The Athletic’s Craig Custance went behind the scenes with Team USA’s World Championship team and coaches to learn how the American hockey machine works. Custance penned a superb and lengthy article:

It’s 7 a.m. in Herning and it’s quiet on Ostergade, a rarity for the street that has been the gathering place for the outdoor party that is the men’s hockey World Championship. No music is coming from Piano Herning, the piano bar that was jammed a few hours earlier with hockey fans singing loudly into the streets. Karma, Fox and Hounds, the Old Irish Pub, all still. Only a slight breeze, flapping a string of flags connecting one side of the street to the other, makes noise, an empty fifth of Jack Daniels on a nearby stoop a reminder of what happened the night before. What’s going to happen again tonight. And the next.

A few blocks down, at the Scandic Regina hotel, Team USA coach Jeff Blashill wakes up.

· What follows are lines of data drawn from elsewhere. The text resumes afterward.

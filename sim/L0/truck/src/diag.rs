//! Parser diagnostics.
//!
//! Every anomaly the parser or importer tolerates becomes a [`Diagnostic`].
//! Diagnostics are logged through `tracing` the moment they are raised and
//! also kept in a list returned with the document, so callers can forward
//! them to a console with [`Diagnostics::report`] or assert on them in tests.

use std::fmt;

use sim_types::{LogSink, Severity};

use crate::keyword::Keyword;

/// One message attached to a source line.
#[derive(Debug, Clone, PartialEq, Eq)]
pub struct Diagnostic {
    /// Gravity of the anomaly.
    pub severity: Severity,
    /// 1-based line number, 0 when not tied to a line.
    pub line: usize,
    /// Section that was current when the line was read.
    pub section: Option<Keyword>,
    /// Keyword of the line itself, when it was a directive.
    pub keyword: Option<Keyword>,
    /// Human readable text.
    pub message: String,
}

impl fmt::Display for Diagnostic {
    fn fmt(&self, f: &mut fmt::Formatter<'_>) -> fmt::Result {
        let label = match self.severity {
            Severity::Info => "INFO",
            Severity::Warning => "WARNING",
            Severity::Error => "ERROR",
            Severity::Fatal => "FATAL",
        };
        let section = self.keyword.or(self.section).map_or("none", Keyword::as_str);
        write!(f, "{label} (line {} '{section}'): {}", self.line, self.message)
    }
}

/// Ordered collection of diagnostics.
#[derive(Debug, Clone, Default, PartialEq, Eq)]
pub struct Diagnostics {
    items: Vec<Diagnostic>,
}

impl Diagnostics {
    /// Empty collection.
    #[must_use]
    pub fn new() -> Self {
        Self::default()
    }

    /// Record and log a diagnostic.
    pub fn push(&mut self, diag: Diagnostic) {
        match diag.severity {
            Severity::Info => tracing::debug!("{diag}"),
            Severity::Warning => tracing::warn!("{diag}"),
            Severity::Error | Severity::Fatal => tracing::error!("{diag}"),
        }
        self.items.push(diag);
    }

    /// All diagnostics in the order raised.
    #[must_use]
    pub fn all(&self) -> &[Diagnostic] {
        &self.items
    }

    /// Diagnostics of exactly `severity`.
    pub fn of(&self, severity: Severity) -> impl Iterator<Item = &Diagnostic> {
        self.items.iter().filter(move |d| d.severity == severity)
    }

    /// Number of diagnostics of exactly `severity`.
    #[must_use]
    pub fn count(&self, severity: Severity) -> usize {
        self.of(severity).count()
    }

    /// First fatal diagnostic, if any.
    #[must_use]
    pub fn first_fatal(&self) -> Option<&Diagnostic> {
        self.of(Severity::Fatal).next()
    }

    /// True when some message contains `needle`.
    #[must_use]
    pub fn contains(&self, needle: &str) -> bool {
        self.items.iter().any(|d| d.message.contains(needle))
    }

    /// Forward every diagnostic to a console sink.
    pub fn report(&self, sink: &dyn LogSink) {
        for diag in &self.items {
            sink.log(diag.severity, &diag.to_string());
        }
    }

    /// Number of diagnostics.
    #[must_use]
    pub fn len(&self) -> usize {
        self.items.len()
    }

    /// True when nothing was reported.
    #[must_use]
    pub fn is_empty(&self) -> bool {
        self.items.is_empty()
    }
}

#[cfg(test)]
mod tests {
    use super::*;
    use std::sync::Mutex;

    #[derive(Default)]
    struct Capture(Mutex<Vec<(Severity, String)>>);

    impl LogSink for Capture {
        fn log(&self, severity: Severity, message: &str) {
            if let Ok(mut v) = self.0.lock() {
                v.push((severity, message.to_owned()));
            }
        }
    }

    fn warn(line: usize, msg: &str) -> Diagnostic {
        Diagnostic {
            severity: Severity::Warning,
            line,
            section: Some(Keyword::Beams),
            keyword: None,
            message: msg.to_owned(),
        }
    }

    #[test]
    fn display_names_section() {
        assert_eq!(
            warn(4, "Ignoring invalid node option 'c'").to_string(),
            "WARNING (line 4 'beams'): Ignoring invalid node option 'c'"
        );
    }

    #[test]
    fn report_forwards_in_order() {
        let mut diags = Diagnostics::new();
        diags.push(warn(1, "a"));
        diags.push(Diagnostic {
            severity: Severity::Fatal,
            ..warn(2, "b")
        });
        let sink = Capture::default();
        diags.report(&sink);
        let got = sink.0.lock().map(|v| v.clone()).unwrap_or_default();
        assert_eq!(got.len(), 2);
        assert_eq!(got[1].0, Severity::Fatal);
        assert_eq!(diags.count(Severity::Warning), 1);
        assert_eq!(diags.first_fatal().map(|d| d.line), Some(2));
    }
}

In an hour, the coaching staff for Team USA will join him in a makeshift coaches office on the second floor of the hotel. He pulls on gray slacks, pulls over a navy USA Hockey shirt. Grabs a pair of boat shoes and puts them on without socks. Even this early, the stylish Blashill is polished.

At 44 years old, he’s still one of the youngest coaches in the NHL. But his fast track to the coaching heights has been derailed a bit, more by timing than anything. He got the job in Detroit as the coach of the Red Wings during a time in which the franchise was downshifting from contender to rebuilder.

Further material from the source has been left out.